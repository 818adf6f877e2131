// src/mail/mod.rs

//! Outbound digest delivery boundary.
//!
//! Delivery is an external collaborator; the pipeline composes a
//! [`DigestMessage`] and hands it over. Failure here is logged and
//! swallowed upstream: the commit that already happened is never rolled
//! back because mail bounced.

use async_trait::async_trait;

use crate::error::Result;

/// A rendered digest ready for delivery.
#[derive(Debug, Clone, PartialEq, Eq)]
pub struct DigestMessage {
    pub subject: String,
    pub body: String,
    pub recipients: Vec<String>,
}

#[async_trait]
pub trait MailSink: Send + Sync {
    async fn deliver(&self, message: &DigestMessage) -> Result<()>;
}

/// Writes the digest to the log instead of sending it. Used when mail is
/// disabled and as the default sink in development.
#[derive(Debug, Default)]
pub struct LogMailer;

#[async_trait]
impl MailSink for LogMailer {
    async fn deliver(&self, message: &DigestMessage) -> Result<()> {
        log::info!(
            "digest (not sent, mail disabled) to {:?}: {}",
            message.recipients,
            message.subject
        );
        for line in message.body.lines() {
            log::info!("  {line}");
        }
        Ok(())
    }
}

*ASSIGNED TASK*
An exact written copy of every entry is the required answer.

*ANSWER SPACE*
repository 818adf6f877e2131
// src/mail/mod.rs

//! Outbound digest delivery boundary.
//!
//! Delivery is an external collaborator; the pipeline composes a
//! [`DigestMessage`] and hands it over. Failure here is logged and
//! swallowed upstream: the commit that already happened is never rolled
//! back because mail bounced.

use async_trait::async_trait;

use crate::error::Result;

/// A rendered digest ready for delivery.
#[derive(Debug, Clone, PartialEq, Eq)]
pub struct DigestMessage {
    pub subject: String,
    pub body: String,
    pub recipients: Vec<String>,
}

#[async_trait]
pub trait MailSink: Send + Sync {
    async fn deliver(&self, message: &DigestMessage) -> Result<()>;
}

/// Writes the digest to the log instead of sending it. Used when mail is
/// disabled and as the default sink in development.
#[derive(Debug, Default)]
pub struct LogMailer;

#[async_trait]
impl MailSink for LogMailer {
    async fn deliver(&self, message: &DigestMessage) -> Result<()> {
        log::info!(
            "digest (not sent, mail disabled) to {:?}: {}",
            message.recipients,
            message.subject
        );
        for line in message.body.lines() {
            log::info!("  {line}");
        }
        Ok(())
    }
}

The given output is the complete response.